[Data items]
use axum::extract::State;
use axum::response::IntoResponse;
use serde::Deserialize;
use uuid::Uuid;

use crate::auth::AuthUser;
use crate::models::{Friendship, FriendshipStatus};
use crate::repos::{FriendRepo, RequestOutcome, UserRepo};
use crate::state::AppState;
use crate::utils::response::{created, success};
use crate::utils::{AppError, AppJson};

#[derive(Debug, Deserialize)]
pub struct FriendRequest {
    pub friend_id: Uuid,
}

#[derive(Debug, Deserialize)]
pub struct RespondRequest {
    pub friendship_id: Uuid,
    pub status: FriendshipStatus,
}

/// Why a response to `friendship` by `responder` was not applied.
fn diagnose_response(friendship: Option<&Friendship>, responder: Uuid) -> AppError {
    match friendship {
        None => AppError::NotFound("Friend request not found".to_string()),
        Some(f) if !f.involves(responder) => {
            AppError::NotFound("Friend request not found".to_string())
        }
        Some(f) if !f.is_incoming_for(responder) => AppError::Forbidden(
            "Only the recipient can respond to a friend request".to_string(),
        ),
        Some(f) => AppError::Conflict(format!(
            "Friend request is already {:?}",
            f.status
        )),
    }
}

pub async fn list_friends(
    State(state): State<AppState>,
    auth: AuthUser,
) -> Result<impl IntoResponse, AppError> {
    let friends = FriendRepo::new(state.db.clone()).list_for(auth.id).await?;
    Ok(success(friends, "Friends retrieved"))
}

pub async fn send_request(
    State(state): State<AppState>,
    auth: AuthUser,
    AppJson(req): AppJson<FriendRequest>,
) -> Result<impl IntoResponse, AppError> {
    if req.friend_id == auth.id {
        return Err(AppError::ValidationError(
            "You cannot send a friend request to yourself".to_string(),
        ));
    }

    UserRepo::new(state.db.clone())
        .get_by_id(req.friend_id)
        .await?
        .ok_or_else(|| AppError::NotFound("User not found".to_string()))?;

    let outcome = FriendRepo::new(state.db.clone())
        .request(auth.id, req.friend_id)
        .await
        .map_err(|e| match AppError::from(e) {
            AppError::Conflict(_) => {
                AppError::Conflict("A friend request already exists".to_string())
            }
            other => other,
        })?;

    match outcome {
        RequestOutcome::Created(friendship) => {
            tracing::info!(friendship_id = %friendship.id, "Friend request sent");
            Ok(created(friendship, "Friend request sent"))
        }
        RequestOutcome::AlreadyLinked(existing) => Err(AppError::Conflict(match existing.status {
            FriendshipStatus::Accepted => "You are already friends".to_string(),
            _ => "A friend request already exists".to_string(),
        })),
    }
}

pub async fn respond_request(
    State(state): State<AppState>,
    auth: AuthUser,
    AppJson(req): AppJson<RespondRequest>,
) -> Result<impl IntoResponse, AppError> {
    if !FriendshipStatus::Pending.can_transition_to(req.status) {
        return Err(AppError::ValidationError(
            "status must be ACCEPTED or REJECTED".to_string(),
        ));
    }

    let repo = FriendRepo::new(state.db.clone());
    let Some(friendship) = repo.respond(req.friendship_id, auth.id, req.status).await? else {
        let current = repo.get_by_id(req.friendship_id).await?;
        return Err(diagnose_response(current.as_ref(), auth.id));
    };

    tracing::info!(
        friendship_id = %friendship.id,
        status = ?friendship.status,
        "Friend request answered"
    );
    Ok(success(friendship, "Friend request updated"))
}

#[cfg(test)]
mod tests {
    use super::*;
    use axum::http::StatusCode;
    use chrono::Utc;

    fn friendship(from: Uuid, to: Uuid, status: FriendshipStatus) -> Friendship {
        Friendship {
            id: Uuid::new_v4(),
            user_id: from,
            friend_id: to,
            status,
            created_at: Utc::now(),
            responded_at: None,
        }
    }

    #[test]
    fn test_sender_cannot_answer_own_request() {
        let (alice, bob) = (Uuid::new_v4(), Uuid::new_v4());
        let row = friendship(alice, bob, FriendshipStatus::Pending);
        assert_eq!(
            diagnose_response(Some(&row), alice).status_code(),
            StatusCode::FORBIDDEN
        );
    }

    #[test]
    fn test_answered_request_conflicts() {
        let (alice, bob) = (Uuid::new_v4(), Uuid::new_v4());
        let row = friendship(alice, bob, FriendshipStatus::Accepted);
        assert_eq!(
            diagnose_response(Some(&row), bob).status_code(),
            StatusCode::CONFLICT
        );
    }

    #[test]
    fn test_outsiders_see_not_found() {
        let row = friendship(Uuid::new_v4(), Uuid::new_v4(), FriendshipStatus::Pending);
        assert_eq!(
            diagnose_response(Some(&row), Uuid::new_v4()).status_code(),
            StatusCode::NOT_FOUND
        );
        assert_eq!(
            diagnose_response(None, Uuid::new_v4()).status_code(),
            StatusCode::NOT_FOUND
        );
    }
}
...
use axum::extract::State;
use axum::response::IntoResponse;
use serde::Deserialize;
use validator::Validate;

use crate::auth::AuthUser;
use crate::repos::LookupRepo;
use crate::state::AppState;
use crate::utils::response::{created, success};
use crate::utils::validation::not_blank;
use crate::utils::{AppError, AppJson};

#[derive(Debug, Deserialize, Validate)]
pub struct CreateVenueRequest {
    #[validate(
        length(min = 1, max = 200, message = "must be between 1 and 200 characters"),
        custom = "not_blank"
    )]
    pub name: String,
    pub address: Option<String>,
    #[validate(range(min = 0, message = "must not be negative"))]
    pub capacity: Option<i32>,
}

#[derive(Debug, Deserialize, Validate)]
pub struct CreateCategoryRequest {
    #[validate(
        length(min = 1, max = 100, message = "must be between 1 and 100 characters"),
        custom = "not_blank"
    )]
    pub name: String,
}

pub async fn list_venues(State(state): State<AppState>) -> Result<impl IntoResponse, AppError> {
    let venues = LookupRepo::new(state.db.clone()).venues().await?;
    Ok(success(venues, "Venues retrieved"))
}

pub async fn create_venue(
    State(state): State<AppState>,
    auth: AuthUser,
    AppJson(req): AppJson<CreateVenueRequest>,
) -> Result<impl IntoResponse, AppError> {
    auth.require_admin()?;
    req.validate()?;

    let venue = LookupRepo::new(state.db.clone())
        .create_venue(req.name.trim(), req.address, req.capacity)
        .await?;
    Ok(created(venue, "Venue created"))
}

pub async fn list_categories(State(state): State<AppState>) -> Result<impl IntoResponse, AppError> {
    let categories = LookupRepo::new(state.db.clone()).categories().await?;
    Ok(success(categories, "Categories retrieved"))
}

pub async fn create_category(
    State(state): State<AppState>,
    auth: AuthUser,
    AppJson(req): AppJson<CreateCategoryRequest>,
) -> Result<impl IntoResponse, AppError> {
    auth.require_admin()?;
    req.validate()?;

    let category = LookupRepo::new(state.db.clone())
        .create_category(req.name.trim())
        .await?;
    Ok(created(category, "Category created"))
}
* * *
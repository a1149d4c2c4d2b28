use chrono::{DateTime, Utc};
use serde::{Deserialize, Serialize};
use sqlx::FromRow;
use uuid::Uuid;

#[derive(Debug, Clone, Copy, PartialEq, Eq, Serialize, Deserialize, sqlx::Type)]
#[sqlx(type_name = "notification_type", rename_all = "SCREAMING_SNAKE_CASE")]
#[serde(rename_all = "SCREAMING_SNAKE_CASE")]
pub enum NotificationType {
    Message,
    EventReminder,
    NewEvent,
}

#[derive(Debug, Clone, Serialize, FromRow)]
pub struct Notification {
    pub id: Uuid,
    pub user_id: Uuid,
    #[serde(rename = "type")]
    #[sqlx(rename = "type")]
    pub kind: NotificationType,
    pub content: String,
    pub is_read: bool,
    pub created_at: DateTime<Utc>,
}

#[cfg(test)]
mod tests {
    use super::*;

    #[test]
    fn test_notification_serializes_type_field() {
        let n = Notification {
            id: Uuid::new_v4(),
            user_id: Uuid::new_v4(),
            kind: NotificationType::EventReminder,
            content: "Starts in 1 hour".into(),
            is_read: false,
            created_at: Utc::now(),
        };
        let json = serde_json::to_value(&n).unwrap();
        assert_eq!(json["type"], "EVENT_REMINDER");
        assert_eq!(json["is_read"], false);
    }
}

- _ASSIGNMENT_:
The answer should be one number, the count of lines in the data that include the string "content".

- _RESPONSE TO THE TASK_:
2